Enhancement of endoplasmic reticulum (ER) degradation of misfolded null Hong Kong α1-antitrypsin by human ER mannosidase I

Misfolded glycoproteins synthesized in the endoplasmic reticulum (ER) are degraded by cytoplasmic proteasomes, a mechanism known as ERAD (ER-associated degradation). In the present study, we demonstrate that ERAD of the misfolded genetic variant-null Hong Kong alpha(1)-antitrypsin is enhanced by overexpression of the ER processing alpha1,2-mannosidase (ER ManI) in HEK 293 cells, indicating the importance of ER ManI in glycoprotein quality control.

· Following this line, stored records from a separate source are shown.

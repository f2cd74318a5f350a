//! Demographic dimensions and weighted categorical sampling
//!
//! Each dimension (age group, device type, country) carries a declared
//! weight table summing to 1.0. `WeightedPool::new` rejects malformed
//! tables instead of renormalizing; a bad sum is an authoring mistake.
//!
//! Sampling is independent across dimensions and across sessions; no
//! correlation between, say, age and device is modeled.

use crate::error::ConfigError;
use rand::distributions::{Distribution, WeightedIndex};
use rand::Rng;
use serde::{Deserialize, Serialize};

/// Tolerance for weight-table sums.
const WEIGHT_SUM_TOLERANCE: f64 = 1e-6;

/// Age bucket of the simulated user.
#[derive(Debug, Clone, Copy, PartialEq, Eq, Hash, Serialize, Deserialize)]
pub enum AgeGroup {
    #[serde(rename = "18-24")]
    From18To24,
    #[serde(rename = "25-34")]
    From25To34,
    #[serde(rename = "35-44")]
    From35To44,
    #[serde(rename = "45-54")]
    From45To54,
    #[serde(rename = "55+")]
    Over55,
}

impl AgeGroup {
    /// All buckets, in declaration order.
    pub const ALL: [AgeGroup; 5] = [
        AgeGroup::From18To24,
        AgeGroup::From25To34,
        AgeGroup::From35To44,
        AgeGroup::From45To54,
        AgeGroup::Over55,
    ];

    /// Wire label, matching the output table values.
    #[must_use]
    pub fn label(self) -> &'static str {
        match self {
            AgeGroup::From18To24 => "18-24",
            AgeGroup::From25To34 => "25-34",
            AgeGroup::From35To44 => "35-44",
            AgeGroup::From45To54 => "45-54",
            AgeGroup::Over55 => "55+",
        }
    }

    /// Declared sampling weight.
    #[must_use]
    pub fn weight(self) -> f64 {
        match self {
            AgeGroup::From18To24 => 0.20,
            AgeGroup::From25To34 => 0.35,
            AgeGroup::From35To44 => 0.25,
            AgeGroup::From45To54 => 0.15,
            AgeGroup::Over55 => 0.05,
        }
    }

    /// Additive conversion delta: younger users convert more.
    #[must_use]
    pub fn conversion_delta(self) -> f64 {
        match self {
            AgeGroup::From18To24 => 0.03,
            AgeGroup::From25To34 => 0.015,
            AgeGroup::From35To44 => 0.0,
            AgeGroup::From45To54 => -0.015,
            AgeGroup::Over55 => -0.03,
        }
    }
}

/// Device the session originated from.
#[derive(Debug, Clone, Copy, PartialEq, Eq, Hash, Serialize, Deserialize)]
pub enum DeviceType {
    #[serde(rename = "iPhone")]
    IPhone,
    #[serde(rename = "iPad")]
    IPad,
    #[serde(rename = "Apple Watch")]
    AppleWatch,
    #[serde(rename = "Mac")]
    Mac,
}

impl DeviceType {
    /// All device types, in declaration order.
    pub const ALL: [DeviceType; 4] = [
        DeviceType::IPhone,
        DeviceType::IPad,
        DeviceType::AppleWatch,
        DeviceType::Mac,
    ];

    /// Wire label, matching the output table values.
    #[must_use]
    pub fn label(self) -> &'static str {
        match self {
            DeviceType::IPhone => "iPhone",
            DeviceType::IPad => "iPad",
            DeviceType::AppleWatch => "Apple Watch",
            DeviceType::Mac => "Mac",
        }
    }

    /// Declared sampling weight.
    #[must_use]
    pub fn weight(self) -> f64 {
        match self {
            DeviceType::IPhone => 0.60,
            DeviceType::IPad => 0.25,
            DeviceType::AppleWatch => 0.10,
            DeviceType::Mac => 0.05,
        }
    }

    /// Additive conversion delta: the platform's primary device
    /// converts best.
    #[must_use]
    pub fn conversion_delta(self) -> f64 {
        match self {
            DeviceType::IPhone => 0.02,
            DeviceType::IPad => 0.0,
            DeviceType::AppleWatch => -0.03,
            DeviceType::Mac => -0.045,
        }
    }
}

/// Countries with their sampling weights.
pub const COUNTRIES: [(&str, f64); 10] = [
    ("US", 0.40),
    ("UK", 0.15),
    ("CA", 0.10),
    ("AU", 0.08),
    ("DE", 0.07),
    ("FR", 0.06),
    ("JP", 0.05),
    ("IN", 0.04),
    ("BR", 0.03),
    ("MX", 0.02),
];

/// App genres from the original App Store dataset; sampled uniformly.
pub const APP_GENRES: [&str; 17] = [
    "Games",
    "Entertainment",
    "Education",
    "Photo & Video",
    "Music",
    "Social Networking",
    "Shopping",
    "Productivity",
    "Finance",
    "Sports",
    "Food & Drink",
    "Travel",
    "News",
    "Health & Fitness",
    "Utilities",
    "Weather",
    "Reference",
];

/// Word pools for synthesized app names.
pub(crate) const NAME_PREFIXES: [&str; 12] = [
    "Acme", "Nimbus", "Pixel", "Vertex", "Lumen", "Orbit", "Harbor", "Cedar", "Atlas", "Quill",
    "Ember", "Summit",
];

pub(crate) const NAME_SUFFIXES: [&str; 12] = [
    "Notes", "Tracker", "Studio", "Planner", "Scanner", "Journal", "Player", "Coach", "Vault",
    "Board", "Timer", "Lens",
];

/// A validated weighted categorical distribution.
#[derive(Debug, Clone)]
pub struct WeightedPool<T: Copy> {
    items: Vec<T>,
    index: WeightedIndex<f64>,
}

impl<T: Copy> WeightedPool<T> {
    /// Build a pool, rejecting weight tables that are empty, contain
    /// invalid entries, or do not sum to 1.0 within tolerance.
    pub fn new(
        dimension: &'static str,
        items: Vec<T>,
        weights: &[f64],
    ) -> Result<Self, ConfigError> {
        if items.is_empty()
            || items.len() != weights.len()
            || weights.iter().any(|w| !w.is_finite() || *w < 0.0)
        {
            return Err(ConfigError::InvalidWeightTable { dimension });
        }
        let sum: f64 = weights.iter().sum();
        if (sum - 1.0).abs() > WEIGHT_SUM_TOLERANCE {
            return Err(ConfigError::MalformedWeights { dimension, sum });
        }
        let index = WeightedIndex::new(weights)
            .map_err(|_| ConfigError::InvalidWeightTable { dimension })?;
        Ok(Self { items, index })
    }

    /// Draw one item.
    pub fn sample<R: Rng + ?Sized>(&self, rng: &mut R) -> T {
        self.items[self.index.sample(rng)]
    }
}

/// Demographic context drawn for one session.
#[derive(Debug, Clone, Copy, PartialEq, Serialize)]
pub struct Demographics {
    pub age_group: AgeGroup,
    pub device_type: DeviceType,
    pub country: &'static str,
}

/// The three demographic pools used by the simulator.
#[derive(Debug, Clone)]
pub struct DemographicPools {
    age: WeightedPool<AgeGroup>,
    device: WeightedPool<DeviceType>,
    country: WeightedPool<&'static str>,
}

impl DemographicPools {
    /// Build pools from the declared weight tables.
    pub fn from_defaults() -> Result<Self, ConfigError> {
        let age = WeightedPool::new(
            "age_group",
            AgeGroup::ALL.to_vec(),
            &AgeGroup::ALL.map(AgeGroup::weight),
        )?;
        let device = WeightedPool::new(
            "device_type",
            DeviceType::ALL.to_vec(),
            &DeviceType::ALL.map(DeviceType::weight),
        )?;
        let country = WeightedPool::new(
            "country",
            COUNTRIES.iter().map(|(c, _)| *c).collect(),
            &COUNTRIES.map(|(_, w)| w),
        )?;
        Ok(Self {
            age,
            device,
            country,
        })
    }

    /// Draw one independent demographic tuple.
    pub fn sample<R: Rng + ?Sized>(&self, rng: &mut R) -> Demographics {
        Demographics {
            age_group: self.age.sample(rng),
            device_type: self.device.sample(rng),
            country: self.country.sample(rng),
        }
    }
}

#[cfg(test)]
mod tests {
    use super::*;
    use rand::SeedableRng;
    use rand_chacha::ChaCha8Rng;

    #[test]
    fn declared_weights_sum_to_one() {
        assert!(DemographicPools::from_defaults().is_ok());
    }

    #[test]
    fn unnormalized_weights_rejected() {
        let err = WeightedPool::new("age_group", vec!["a", "b"], &[0.5, 0.4]).unwrap_err();
        assert!(matches!(
            err,
            ConfigError::MalformedWeights {
                dimension: "age_group",
                ..
            }
        ));
    }

    #[test]
    fn negative_weight_rejected() {
        let err = WeightedPool::new("device_type", vec!["a", "b"], &[1.5, -0.5]).unwrap_err();
        assert!(matches!(err, ConfigError::InvalidWeightTable { .. }));
    }

    #[test]
    fn empty_table_rejected() {
        let err = WeightedPool::<&str>::new("country", vec![], &[]).unwrap_err();
        assert!(matches!(err, ConfigError::InvalidWeightTable { .. }));
    }

    #[test]
    fn pool_samples_only_declared_items() {
        let pool = WeightedPool::new("age_group", vec![1u8, 2, 3], &[0.2, 0.3, 0.5]).unwrap();
        let mut rng = ChaCha8Rng::seed_from_u64(1);
        for _ in 0..1000 {
            let v = pool.sample(&mut rng);
            assert!((1..=3).contains(&v));
        }
    }

    #[test]
    fn labels_match_wire_values() {
        assert_eq!(AgeGroup::Over55.label(), "55+");
        assert_eq!(DeviceType::AppleWatch.label(), "Apple Watch");
    }
}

We showed previously that EDEM, an enzymatically inactive mannosidase homolog, interacts with misfolded alpha1-antitrypsin and accelerates its degradation (Hosokawa, N., Wada, I., Hasegawa, K., Yorihuzi, T., Tremblay, L. O., Herscovics, A., and Nagata, K. (2001) EMBO Rep. 2, 415-422). Herein we demonstrate a combined effect of ER ManI and EDEM on ERAD of misfolded alpha(1)-antitrypsin. We also show that misfolded alpha(1)-antitrypsin NHK contains labeled Glc(1)Man(9)GlcNAc and Man(5-9)GlcNAc released by endo-beta-N-acetylglucosaminidase H in pulse-chase experiments with [2-H-3] mannose. Overexpression of ER ManI greatly increases the formation of Man(8)GlcNAc, induces the formation of Glc(1)Man(8)GlcNAc and increases trimming to Man(5-7)GlcNAc. We propose a model whereby the misfolded glycoprotein interacts with ER ManI and with EDEM, before being recognized by downstream ERAD components. This detailed characterization of oligosaccharides associated with a misfolded glycoprotein raises the possibility that the carbohydrate recognition determinant triggering ERAD may not be restricted to Man(8)GlcNAc(2) isomer B as previous studies have suggested.